§ Problem:
All lines in the material below that hold "used" should be found and copied.
>>>>>
//! Configuration management for the Kiosk MCP server.
//!
//! This module handles loading configuration from environment variables,
//! with validation to ensure a usable authentication shape is present.

use crate::error::KioskError;
use std::env;
use url::Url;

/// How requests are authenticated against Jira.
///
/// Both shapes use HTTP Basic authentication. A personal token is sent
/// with an empty username.
#[derive(Clone, PartialEq, Eq)]
pub enum AuthMode {
    /// Cloud-style username (email) plus API token.
    BasicToken {
        /// Account username or email.
        username: String,
        /// API token. Never logged.
        token: String,
    },
    /// Data Center personal access token.
    PersonalToken {
        /// The personal token. Never logged.
        token: String,
    },
}

impl AuthMode {
    /// Resolves the authentication shape from its optional parts.
    ///
    /// A complete username/API token pair takes precedence over a personal
    /// token. Blank values count as absent.
    ///
    /// # Errors
    ///
    /// Returns `KioskError::Config` if neither shape is complete.
    pub fn resolve(
        username: Option<String>,
        api_token: Option<String>,
        personal_token: Option<String>,
    ) -> Result<Self, KioskError> {
        let present = |v: Option<String>| v.filter(|s| !s.trim().is_empty());

        match (present(username), present(api_token), present(personal_token)) {
            (Some(username), Some(token), _) => Ok(AuthMode::BasicToken { username, token }),
            (_, _, Some(token)) => Ok(AuthMode::PersonalToken { token }),
            _ => Err(KioskError::invalid_config(
                "no valid authentication method found: set JIRA_USERNAME and JIRA_API_TOKEN, \
                 or JIRA_PERSONAL_TOKEN",
            )),
        }
    }

    /// Returns the (username, password) pair used for HTTP Basic auth.
    pub fn basic_credentials(&self) -> (&str, &str) {
        match self {
            AuthMode::BasicToken { username, token } => (username, token),
            AuthMode::PersonalToken { token } => ("", token),
        }
    }

    /// Returns the secret part, for error message sanitization only.
    pub(crate) fn secret(&self) -> &str {
        self.basic_credentials().1
    }

    /// Short name of the mode, safe to log.
    pub fn kind(&self) -> &'static str {
        match self {
            AuthMode::BasicToken { .. } => "basic_token",
            AuthMode::PersonalToken { .. } => "personal_token",
        }
    }
}

impl std::fmt::Debug for AuthMode {
    fn fmt(&self, f: &mut std::fmt::Formatter<'_>) -> std::fmt::Result {
        match self {
            AuthMode::BasicToken { username, .. } => f
                .debug_struct("BasicToken")
                .field("username", username)
                .field("token", &"[REDACTED]")
                .finish(),
            AuthMode::PersonalToken { .. } => f
                .debug_struct("PersonalToken")
                .field("token", &"[REDACTED]")
                .finish(),
        }
    }
}

/// Configuration for connecting to Jira Service Management.
#[derive(Debug, Clone)]
pub struct Config {
    /// Base URL of the Jira site (e.g., `https://example.atlassian.net`), no trailing slash.
    pub base_url: String,

    /// Resolved authentication shape.
    pub auth: AuthMode,

    /// Service desk used when a tool call omits `service_desk_id`.
    pub default_service_desk_id: Option<String>,

    /// When true, write tools refuse to run.
    pub read_only: bool,

    /// Whether TLS certificates are verified.
    pub ssl_verify: bool,
}

impl Config {
    /// Creates a configuration with defaults for the optional settings.
    ///
    /// # Errors
    ///
    /// Returns `KioskError::Config` if the base URL is invalid.
    pub fn new(base_url: impl Into<String>, auth: AuthMode) -> Result<Self, KioskError> {
        Ok(Config {
            base_url: Self::validate_base_url(base_url.into())?,
            auth,
            default_service_desk_id: None,
            read_only: false,
            ssl_verify: true,
        })
    }

    /// Sets the default service desk ID.
    pub fn with_default_service_desk_id(mut self, id: impl Into<String>) -> Self {
        self.default_service_desk_id = Some(id.into());
        self
    }

    /// Enables or disables read-only mode.
    pub fn with_read_only(mut self, read_only: bool) -> Self {
        self.read_only = read_only;
        self
    }

    /// Loads configuration from environment variables.
    ///
    /// # Environment Variables
    ///
    /// - `JIRA_URL` (required)
    /// - `JIRA_USERNAME` and `JIRA_API_TOKEN`, or `JIRA_PERSONAL_TOKEN`
    /// - `JIRA_DEFAULT_SERVICE_DESK_ID` (optional)
    /// - `READ_ONLY_MODE` (optional, default false)
    /// - `JIRA_SSL_VERIFY` (optional, default true)
    ///
    /// # Errors
    ///
    /// Returns `KioskError::Config` if any required variable is missing
    /// or if values fail validation.
    pub fn from_env() -> Result<Self, KioskError> {
        Self::from_source(|name| env::var(name).ok())
    }

    /// Loads configuration through a variable lookup function.
    fn from_source<F>(lookup: F) -> Result<Self, KioskError>
    where
        F: Fn(&str) -> Option<String>,
    {
        let get = |name: &str| {
            lookup(name)
                .map(|v| v.trim().to_string())
                .filter(|v| !v.is_empty())
        };

        let base_url = get("JIRA_URL").ok_or_else(|| KioskError::missing_env("JIRA_URL"))?;
        let auth = AuthMode::resolve(
            get("JIRA_USERNAME"),
            get("JIRA_API_TOKEN"),
            get("JIRA_PERSONAL_TOKEN"),
        )?;
        Self::validate_token(auth.secret())?;

        let mut config = Config::new(base_url, auth)?;
        config.default_service_desk_id = get("JIRA_DEFAULT_SERVICE_DESK_ID");
        config.read_only = Self::parse_flag("READ_ONLY_MODE", get("READ_ONLY_MODE"), false)?;
        config.ssl_verify = Self::parse_flag("JIRA_SSL_VERIFY", get("JIRA_SSL_VERIFY"), true)?;

        Ok(config)
    }

    /// Validates and normalizes the base URL.
    fn validate_base_url(url: String) -> Result<String, KioskError> {
        let url = url.trim().trim_end_matches('/').to_string();

        if !url.starts_with("http://") && !url.starts_with("https://") {
            return Err(KioskError::invalid_config(
                "JIRA_URL must start with http:// or https://",
            ));
        }

        Url::parse(&url)
            .map_err(|e| KioskError::invalid_config(format!("JIRA_URL is not a valid URL: {}", e)))?;

        Ok(url)
    }

    /// Validates the token is not a placeholder value.
    fn validate_token(token: &str) -> Result<(), KioskError> {
        let token_lower = token.to_lowercase();
        let placeholder_patterns = ["your_api_token", "your_token", "placeholder", "changeme"];

        for pattern in placeholder_patterns {
            if token_lower.contains(pattern) {
                return Err(KioskError::invalid_config(
                    "Jira token appears to be a placeholder value",
                ));
            }
        }

        Ok(())
    }

    /// Parses a boolean flag, falling back to `default` when unset.
    fn parse_flag(name: &str, value: Option<String>, default: bool) -> Result<bool, KioskError> {
        let Some(value) = value else {
            return Ok(default);
        };
        match value.to_lowercase().as_str() {
            "true" | "1" | "yes" | "on" => Ok(true),
            "false" | "0" | "no" | "off" => Ok(false),
            _ => Err(KioskError::invalid_config(format!(
                "{} must be a boolean (true/false), got {:?}",
                name, value
            ))),
        }
    }
}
<<<<<
§ Written response:
    /// Returns the (username, password) pair used for HTTP Basic auth.
    /// Service desk used when a tool call omits `service_desk_id`.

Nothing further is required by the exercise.